▶ WHAT NEEDS TO BE DONE: Counting only lines that contain "views", how many are there in the records below? Give the figure alone.

Stored data entries:
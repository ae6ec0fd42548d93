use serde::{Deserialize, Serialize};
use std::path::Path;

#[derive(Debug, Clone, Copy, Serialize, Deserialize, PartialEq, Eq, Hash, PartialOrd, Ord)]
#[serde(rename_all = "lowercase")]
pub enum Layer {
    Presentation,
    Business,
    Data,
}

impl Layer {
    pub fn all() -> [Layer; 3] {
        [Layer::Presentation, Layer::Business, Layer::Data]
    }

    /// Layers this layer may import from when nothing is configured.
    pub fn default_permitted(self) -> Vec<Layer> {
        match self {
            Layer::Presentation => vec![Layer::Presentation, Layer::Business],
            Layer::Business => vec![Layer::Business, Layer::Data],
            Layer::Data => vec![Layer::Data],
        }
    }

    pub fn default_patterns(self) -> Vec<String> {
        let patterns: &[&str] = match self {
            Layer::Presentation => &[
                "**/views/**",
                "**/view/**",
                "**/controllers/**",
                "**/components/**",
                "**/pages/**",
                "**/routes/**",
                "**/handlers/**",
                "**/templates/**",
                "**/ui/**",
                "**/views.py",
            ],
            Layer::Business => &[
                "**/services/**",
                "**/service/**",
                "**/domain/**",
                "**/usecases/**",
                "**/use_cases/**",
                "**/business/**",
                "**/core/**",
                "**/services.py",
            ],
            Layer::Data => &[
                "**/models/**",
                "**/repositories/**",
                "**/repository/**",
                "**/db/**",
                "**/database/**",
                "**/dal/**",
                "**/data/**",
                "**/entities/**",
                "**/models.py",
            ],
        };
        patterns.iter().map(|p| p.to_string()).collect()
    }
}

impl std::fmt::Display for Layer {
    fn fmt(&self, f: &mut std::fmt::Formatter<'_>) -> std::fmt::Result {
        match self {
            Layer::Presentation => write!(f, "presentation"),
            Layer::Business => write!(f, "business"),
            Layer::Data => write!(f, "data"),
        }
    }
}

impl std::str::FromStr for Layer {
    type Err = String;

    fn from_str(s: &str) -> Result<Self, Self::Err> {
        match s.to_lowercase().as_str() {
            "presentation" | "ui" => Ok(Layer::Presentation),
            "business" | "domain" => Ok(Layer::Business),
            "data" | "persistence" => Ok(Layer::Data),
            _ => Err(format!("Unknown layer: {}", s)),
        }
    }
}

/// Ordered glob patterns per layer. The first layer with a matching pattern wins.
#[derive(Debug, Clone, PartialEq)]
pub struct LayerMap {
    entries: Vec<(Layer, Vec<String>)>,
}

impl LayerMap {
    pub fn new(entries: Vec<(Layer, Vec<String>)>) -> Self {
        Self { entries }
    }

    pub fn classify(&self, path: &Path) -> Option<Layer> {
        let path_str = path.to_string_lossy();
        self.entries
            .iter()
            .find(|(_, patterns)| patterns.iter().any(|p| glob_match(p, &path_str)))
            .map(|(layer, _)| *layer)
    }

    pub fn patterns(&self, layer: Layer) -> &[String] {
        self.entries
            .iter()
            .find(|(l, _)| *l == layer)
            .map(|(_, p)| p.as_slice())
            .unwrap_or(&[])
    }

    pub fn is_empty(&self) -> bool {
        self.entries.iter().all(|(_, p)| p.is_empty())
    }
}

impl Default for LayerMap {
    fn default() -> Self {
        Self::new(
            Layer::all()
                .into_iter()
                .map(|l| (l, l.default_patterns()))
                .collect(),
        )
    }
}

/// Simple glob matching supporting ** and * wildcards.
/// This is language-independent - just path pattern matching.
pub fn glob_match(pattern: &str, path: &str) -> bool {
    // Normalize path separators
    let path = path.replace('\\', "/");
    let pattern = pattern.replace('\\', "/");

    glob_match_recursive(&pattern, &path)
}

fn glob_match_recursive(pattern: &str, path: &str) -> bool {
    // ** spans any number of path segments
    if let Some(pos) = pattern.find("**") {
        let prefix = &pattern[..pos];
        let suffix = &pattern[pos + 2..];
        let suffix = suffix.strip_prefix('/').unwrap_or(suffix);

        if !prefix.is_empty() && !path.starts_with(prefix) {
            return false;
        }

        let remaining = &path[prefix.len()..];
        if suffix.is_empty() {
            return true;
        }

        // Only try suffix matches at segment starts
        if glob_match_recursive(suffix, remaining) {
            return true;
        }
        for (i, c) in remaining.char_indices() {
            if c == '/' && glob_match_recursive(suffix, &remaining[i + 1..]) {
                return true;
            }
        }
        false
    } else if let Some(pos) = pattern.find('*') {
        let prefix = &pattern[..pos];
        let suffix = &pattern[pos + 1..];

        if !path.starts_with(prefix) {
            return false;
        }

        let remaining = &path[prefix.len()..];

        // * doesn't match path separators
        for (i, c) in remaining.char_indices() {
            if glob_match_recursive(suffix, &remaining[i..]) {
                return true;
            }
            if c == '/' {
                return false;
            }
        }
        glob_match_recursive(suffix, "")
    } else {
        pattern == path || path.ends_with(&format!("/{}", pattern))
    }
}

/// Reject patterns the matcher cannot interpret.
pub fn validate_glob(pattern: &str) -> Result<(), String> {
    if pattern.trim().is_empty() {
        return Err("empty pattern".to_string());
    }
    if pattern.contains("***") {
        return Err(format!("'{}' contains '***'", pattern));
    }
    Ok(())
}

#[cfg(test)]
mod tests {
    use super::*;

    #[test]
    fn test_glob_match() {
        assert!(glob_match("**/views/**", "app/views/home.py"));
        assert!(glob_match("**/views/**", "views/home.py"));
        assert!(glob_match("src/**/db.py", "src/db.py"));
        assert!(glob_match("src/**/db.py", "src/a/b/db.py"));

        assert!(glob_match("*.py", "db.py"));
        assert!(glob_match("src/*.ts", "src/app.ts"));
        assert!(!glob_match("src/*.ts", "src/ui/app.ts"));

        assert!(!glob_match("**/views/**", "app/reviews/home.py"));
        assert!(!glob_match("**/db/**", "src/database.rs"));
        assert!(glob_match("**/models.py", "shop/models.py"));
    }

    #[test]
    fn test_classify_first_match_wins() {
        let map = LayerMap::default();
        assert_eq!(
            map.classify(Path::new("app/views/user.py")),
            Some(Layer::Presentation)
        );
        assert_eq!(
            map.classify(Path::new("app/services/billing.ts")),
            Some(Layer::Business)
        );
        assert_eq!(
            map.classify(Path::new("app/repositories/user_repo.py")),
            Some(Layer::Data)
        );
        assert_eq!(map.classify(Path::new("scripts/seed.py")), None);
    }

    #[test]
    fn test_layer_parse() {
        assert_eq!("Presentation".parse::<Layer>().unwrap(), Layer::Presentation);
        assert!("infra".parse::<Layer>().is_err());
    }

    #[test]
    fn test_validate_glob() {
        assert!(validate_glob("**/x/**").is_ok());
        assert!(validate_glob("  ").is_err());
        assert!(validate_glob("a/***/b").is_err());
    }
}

▶ RESULT FOR THIS EXERCISE: 6